サンゴ礁は、全球的な気候変動の被害を受けるリスクが最も大きい生態系の1つである。サメとエイは、サンゴ礁生態系が機能するために非常に重要な役割を果たし、濾過摂食者、頂点捕食者など一定範囲の生態的地位(ニッチ)を占有している。一部のサメ種とエイ種の個体群が急激に縮小しており、その原因が乱獲だとされたが、全世界のサンゴ礁に生息するサメやエイの状況については未解明の点が残っている。

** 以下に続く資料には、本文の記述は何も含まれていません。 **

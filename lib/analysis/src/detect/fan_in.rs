//! Bottleneck detection: fan-in and hub nodes.

use super::Scanner;
use crate::config::HeuristicsConfig;
use crate::error::AnalysisError;
use crate::issue::{Issue, IssueCategory, Severity};
use flowscope_workflow::WorkflowGraph;

/// Flags nodes where many edges converge.
///
/// A node with more incoming edges than the threshold gets a fan-in issue.
/// If it also has more outgoing edges than the hub threshold it gets a hub
/// issue as well; the two are reported independently.
#[derive(Debug, Clone, Copy, Default)]
pub struct FanInScanner;

impl Scanner for FanInScanner {
    fn name(&self) -> &'static str {
        "fan-in"
    }

    fn scan(
        &self,
        graph: &WorkflowGraph,
        config: &HeuristicsConfig,
    ) -> Result<Vec<Issue>, AnalysisError> {
        let thresholds = &config.fan_in;
        let mut issues = Vec::new();

        for node in graph.nodes() {
            let incoming = graph.incoming_edges(&node.id);
            if incoming.len() <= thresholds.threshold {
                continue;
            }

            let severity = if incoming.len() > thresholds.high_above {
                Severity::High
            } else {
                Severity::Medium
            };
            issues.push(
                Issue::new(
                    IssueCategory::FanIn,
                    severity,
                    &node.id,
                    format!(
                        "'{}' receives {} incoming connections and may become a bottleneck",
                        node.label,
                        incoming.len()
                    ),
                    "Batch the incoming data or merge upstream branches before this step",
                )
                .with_nodes([node.id.clone()])
                .with_edges(incoming.iter().map(|edge| edge.id.clone())),
            );

            let outgoing = graph.outgoing_edges(&node.id);
            if outgoing.len() > thresholds.hub_out_threshold {
                issues.push(
                    Issue::new(
                        IssueCategory::Hub,
                        Severity::High,
                        &node.id,
                        format!(
                            "'{}' is a hub with {} inputs and {} outputs",
                            node.label,
                            incoming.len(),
                            outgoing.len()
                        ),
                        "Split this step so inputs and outputs are handled by separate nodes",
                    )
                    .with_nodes([node.id.clone()])
                    .with_edges(
                        incoming
                            .iter()
                            .chain(outgoing.iter())
                            .map(|edge| edge.id.clone()),
                    ),
                );
            }
        }

        Ok(issues)
    }
}
//! Workflow graph model for flowscope.
//!
//! This crate provides the in-memory representation the analysis engine
//! works on, including:
//!
//! - **Graph Model**: Directed graphs using petgraph with typed nodes and edges
//! - **Node Kinds**: Trigger, Action, Condition, Transform, Data, Aggregate,
//!   Filter, Integration, Agent, Output
//! - **Port System**: Typed input/output ports with optional source-kind
//!   restrictions
//! - **Connection Validation**: The rules deciding whether a proposed edge
//!   may be added
//! - **Document**: The single owner through which a live graph is edited

pub mod document;
pub mod edge;
pub mod error;
pub mod graph;
pub mod node;
pub mod port;
pub mod validate;

pub use document::{DocumentError, WorkflowDocument};
pub use edge::Edge;
pub use error::{ConnectionRejection, GraphError};
pub use graph::{GraphSnapshot, WorkflowGraph};
pub use node::{Node, NodeConfig, NodeKind};
pub use port::{DataType, Port, PortDirection};
pub use validate::validate_connection;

今回、Samantha Shermanたちは、国際自然保護連合(IUCN)の絶滅危惧種レッドリストを用いて、サンゴ礁に生息するサメとエイ(全134種)の絶滅リスクを評価し、その状況について、サンゴ礁に生息する他の生物種と比較した。その結果、サンゴ礁に生息するサメ種とエイ種の59%(例えば、エイラクブカ属のHemitriakis leucoperipteraやオトメエイ属のHimantura uarnak)に絶滅のおそれがあり、海洋哺乳類に次いで世界で最も絶滅のおそれのある分類群であることが明らかになった。また、サンゴ礁に生息するサメ種とエイ種にとっての主たる脅威が漁業であり、生息地の減少や気候変動によって脅威が増していることも明らかになった。絶滅リスクが最も高いのは、60カ国以上の海域に生息するオオメジロザメやナンヨウマンタなど、広く分布する大型種であることがわかった。また、漁獲圧が高く、ガバナンスが弱い国々(ブラジル、タンザニア、インドネシアなど)で、絶滅リスクが最も高かった。

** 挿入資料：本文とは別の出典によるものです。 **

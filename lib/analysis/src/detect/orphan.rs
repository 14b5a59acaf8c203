//! Disconnected node detection.

use super::Scanner;
use crate::config::HeuristicsConfig;
use crate::error::AnalysisError;
use crate::issue::{Issue, IssueCategory, Severity};
use flowscope_workflow::WorkflowGraph;

/// Flags nodes with no incoming and no outgoing edges.
#[derive(Debug, Clone, Copy, Default)]
pub struct OrphanScanner;

impl Scanner for OrphanScanner {
    fn name(&self) -> &'static str {
        "orphan"
    }

    fn scan(
        &self,
        graph: &WorkflowGraph,
        _config: &HeuristicsConfig,
    ) -> Result<Vec<Issue>, AnalysisError> {
        let issues = graph
            .nodes()
            .filter(|node| graph.in_degree(&node.id) + graph.out_degree(&node.id) == 0)
            .map(|node| {
                Issue::new(
                    IssueCategory::Orphan,
                    Severity::High,
                    &node.id,
                    format!("'{}' is not connected to the rest of the workflow", node.label),
                    "Connect this step or remove it",
                )
                .with_nodes([node.id.clone()])
            })
            .collect();
        Ok(issues)
    }
}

今回の知見から、サンゴ礁に生息するサメとエイの保全状況を改善するための行動をとらないと、個体数が減少して、サンゴ礁の健康とサンゴ礁に依存する沿岸地域の数億人の住民に深刻な影響が及ぶかもしれないことが示唆されている。
doi:10.1038/s41467-022-35091-x
「Nature 関連誌注目のハイライト」は、ネイチャー広報部門が報道関係者向けに作成したリリースを翻訳したものです。より正確かつ詳細な情報が必要な場合には、必ず原著論文をご覧ください。